Conseils pratiques

"Le behavioral branding est un processus de longue durée"

De plus en plus de grandes marques cherchent à se rapprocher des consommateurs en ouvrant des enseignes propres. Mais cette proximité implique la mise sur pied de programmes de behavioral branding, développés par les RH et les responsables produits. L’analyse du professeur de HEC St-Gall Torsten Tomczak, spécialiste du Customer Insight. 

 

Entrez dans une boutique Nespresso et c’est invariablement le même scénario qui se déroule devant vos yeux. Un personnel affable, tenue impeccable, débitant des formules apprises par cœur sur le ton le plus gracieux du monde. 

Aujourd’hui, une bonne marque ne s’érige pas uniquement grâce à des bons produits et des campagnes de pub. Le comportement des collaborateurs compte désormais dans la recette de ces succès. Voici le behavioral branding. Un concept organisationnel au croisement des RH et du marketing produit. Ou comment transformer ses collaborateurs en ambassadeurs d’une marque. 

Professeur Tomczak, quels sont les secteurs d’activité concernés? 

Torsten Tomczak: Tous les secteurs ont avantage à ce que les collaborateurs parlent en bien de leur entreprise pendant et en dehors des heures de travail. Mais plus l’aspect service de l’activité est important, plus cette dimension comportementale sera décisive. 

Il s’agit donc avant tout d’un concept RH destiné aux sociétés de services? 

Oui. Mais qu’entendez-vous par société de services? C’est relativement clair pour les secteurs banque/assurance, touristique et commercial. Mais le B2B (business to business) implique également des rapports entre personnes. Et dans le secteur classique du B2C (business to consumer), qui est la branche traditionnelle des articles de marque, l’importance du behavioral branding s’est intensifiée ces dernières années. Pensez à la croissance des enseignes propres de Nespresso, Nike ou Apple… 

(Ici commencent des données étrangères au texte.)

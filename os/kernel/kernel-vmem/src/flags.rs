//! # Mapping Flags
//!
//! Caller-facing permissions and options. These are deliberately decoupled
//! from the hardware entry bits in [`PageEntry`](crate::page_table::PageEntry):
//! the translation depends on what the CPU supports, see [`PagingFeatures`].

use crate::page_table::TableLevel;
use utils_accessors_derive::{Getters, Setters};

bitflags::bitflags! {
    /// Access permissions of a mapped page.
    ///
    /// The empty set is a present, read-only, non-executable supervisor page.
    #[derive(Copy, Clone, Debug, Default, Eq, PartialEq, Hash)]
    pub struct MemoryFlags: u32 {
        /// Keep the translation across address-space switches.
        ///
        /// Only honored when [`PagingFeatures::global_pages`] is set.
        const GLOBAL     = 1 << 0;

        /// Accessible from ring 3.
        const USERLAND   = 1 << 1;

        /// Writes are allowed.
        const WRITABLE   = 1 << 2;

        /// Instruction fetches are allowed.
        ///
        /// Without NX support every page is executable and this flag is
        /// implied on read-back.
        const EXECUTABLE = 1 << 3;
    }
}

bitflags::bitflags! {
    /// Per-call behavior switches for map and unmap operations.
    #[derive(Copy, Clone, Debug, Default, Eq, PartialEq, Hash)]
    pub struct MapOptions: u32 {
        /// Do not touch the frame's reference count (MMIO, firmware ranges).
        const NO_REFERENCE_COUNTING = 1 << 0;

        /// Do not invalidate the TLB entry after the change.
        const NO_INVALIDATION       = 1 << 1;
    }
}

/// Paging capabilities of the CPU, detected once at boot.
#[derive(Copy, Clone, Debug, Eq, PartialEq, Getters, Setters)]
pub struct PagingFeatures {
    /// `EFER.NXE` is enabled; the execute-disable bit is honored.
    nx: bool,
    /// `CR4.PGE` is enabled; the global bit is honored.
    global_pages: bool,
}

impl PagingFeatures {
    /// Feature set of every long-mode CPU this kernel targets.
    #[must_use]
    pub const fn baseline() -> Self {
        Self {
            nx: true,
            global_pages: true,
        }
    }

    /// No optional features at all.
    #[must_use]
    pub const fn none() -> Self {
        Self {
            nx: false,
            global_pages: false,
        }
    }
}

impl Default for PagingFeatures {
    fn default() -> Self {
        Self::baseline()
    }
}

/// Size of a single leaf mapping, chosen at runtime.
///
/// The static counterparts are the [`PageSize`](kernel_memory_addresses::PageSize)
/// markers; this enum exists for APIs that pick the size per call.
#[derive(Copy, Clone, Debug, Eq, PartialEq, Ord, PartialOrd, Hash)]
pub enum FrameSize {
    /// 4 KiB, mapped by a PT entry.
    Size4K,
    /// 2 MiB, mapped by a PD entry with `PS=1`.
    Size2M,
    /// 1 GiB, mapped by a PDPT entry with `PS=1`.
    Size1G,
}

impl FrameSize {
    #[inline]
    #[must_use]
    pub const fn bytes(self) -> u64 {
        match self {
            Self::Size4K => 0x1000,
            Self::Size2M => 0x20_0000,
            Self::Size1G => 0x4000_0000,
        }
    }

    /// The table level holding a leaf of this size.
    #[inline]
    #[must_use]
    pub const fn leaf_level(self) -> TableLevel {
        match self {
            Self::Size4K => TableLevel::Pt,
            Self::Size2M => TableLevel::Pd,
            Self::Size1G => TableLevel::Pdpt,
        }
    }

    /// The leaf size mapped by an entry at `level`, if leaves may live there.
    #[inline]
    #[must_use]
    pub const fn from_leaf_level(level: TableLevel) -> Option<Self> {
        match level {
            TableLevel::Pt => Some(Self::Size4K),
            TableLevel::Pd => Some(Self::Size2M),
            TableLevel::Pdpt => Some(Self::Size1G),
            TableLevel::Pml4 => None,
        }
    }

    /// Returns `true` if `value` is a multiple of this size.
    #[inline]
    #[must_use]
    pub const fn is_aligned(self, value: u64) -> bool {
        value & (self.bytes() - 1) == 0
    }
}
//! # Memory Manager
//!
//! [`MemoryManager`] is the kernel memory context: it ties the MMU, the frame
//! allocator and the zone partition together and is the only place where page
//! mapping, frame reference counting and locking meet.
//!
//! ## Locking
//!
//! Every operation takes at most one zone lock, chosen by the address it
//! touches. Operations on the user half of an inactive process space also
//! take the alien lock, which serializes use of the alien window. The order is
//! always alien lock, zone lock, frame-space lock.
//!
//! ## Reference counting
//!
//! A frame mapped with [`MemoryManager::map_page`] gains one reference,
//! handed to the page tables with [`FrameLease::into_mapping`];
//! [`MemoryManager::unmap_page`] takes it back and releases it, freeing the
//! frame when nothing else holds it. Every page-table frame created on the way
//! is retained once and never reclaimed.
//!
//! Counts only change once the zone lock is released. Operations spanning
//! many pages gather their frames in a fixed-size [`Batch`] per lock hold.

use crate::frame_alloc::{AllocationOptions, FrameAllocator, FrameLease, FrameStatus};
use crate::process::ProcessSpace;
use crate::zones::{ZoneGuard, ZoneId, ZonePartition};
use core::fmt;
use kernel_info::memory::PAGE_SIZE;
use kernel_memory_addresses::{PhysicalAddress, PhysicalPage, Size4K, VirtualAddress};
use kernel_sync::{IrqMutex, LockStats, RawTicket, TicketMutex};
use kernel_vmem::{
    AddressSpace, FrameSize, IntegrityViolation, MapOptions, MemoryError, MemoryFlags,
    MemoryResult, Mmu, NewTables, PageMapper, PagingFeatures, SelfMapWindow, TableLevel,
};
use log::{debug, info, warn};

/// Pages handled per zone-lock hold by operations that count references.
const BATCH_PAGES: usize = 16;

/// Frames and tables gathered under a zone lock whose reference counts are
/// settled after it is released.
struct Batch {
    frames: [PhysicalAddress; BATCH_PAGES],
    len: usize,
    tables: [NewTables; BATCH_PAGES],
    maps: usize,
    /// An allocated frame whose mapping failed.
    stray: Option<PhysicalAddress>,
}

impl Batch {
    const fn new() -> Self {
        Self {
            frames: [PhysicalAddress::new(0); BATCH_PAGES],
            len: 0,
            tables: [const { NewTables::new() }; BATCH_PAGES],
            maps: 0,
            stray: None,
        }
    }

    const fn is_full(&self) -> bool {
        self.maps == BATCH_PAGES || self.len == BATCH_PAGES
    }

    fn record_map(&mut self, tables: NewTables) {
        self.tables[self.maps] = tables;
        self.maps += 1;
    }

    fn push_frame(&mut self, pa: PhysicalAddress) {
        self.frames[self.len] = pa;
        self.len += 1;
    }

    fn frames(&self) -> &[PhysicalAddress] {
        &self.frames[..self.len]
    }

    fn tables(&self) -> impl Iterator<Item = PhysicalPage<Size4K>> + '_ {
        self.tables[..self.maps].iter().flat_map(NewTables::iter)
    }
}

/// A window to operate through, plus the alien lock if it is the alien one.
struct Access<'g> {
    window: SelfMapWindow,
    _alien: Option<IrqMutex<'g, (), RawTicket>>,
}

/// The kernel memory context.
pub struct MemoryManager<'a, M: Mmu> {
    mmu: &'a M,
    frames: &'a FrameAllocator,
    features: PagingFeatures,
    local: SelfMapWindow,
    alien: SelfMapWindow,
    alien_lock: TicketMutex<()>,
    zones: ZonePartition,
    kernel: ProcessSpace,
}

Le behavioral branding est-il un processus? Et si oui, pouvez-vous nous en esquisser les contours? 

Le processus est long. Chaque collaborateur est, qu’il le veuille ou non, un ambassadeur de son entreprise. La question est de savoir s’il est un bon ou un mauvais ambassadeur. 

Sur quelles bases fonde-t-on une stratégie de behavioral branding? 

De manière formelle, sur une solide analyse externe et interne. Plus concrètement, sur une culture d’entreprise forte et une vraie connaissance de la clientèle, qui sera ensuite traduite en un positionnement sur le marché. D’un point de vue organisationnel, cette construction passe par une collaboration très étroite entre RH et responsables produits. Le behavioral branding ne s’élabore pas selon le schéma classique: analyse du problème – catalogue de mesures – résultats. C’est un concept plus complexe, lié d’un côté à la culture d’entreprise, à son identité, à la structure de l’organisation et au style de conduite et de l’autre à une identité sur un marché. Tous ces enjeux se façonnent et évoluent uniquement dans la durée. 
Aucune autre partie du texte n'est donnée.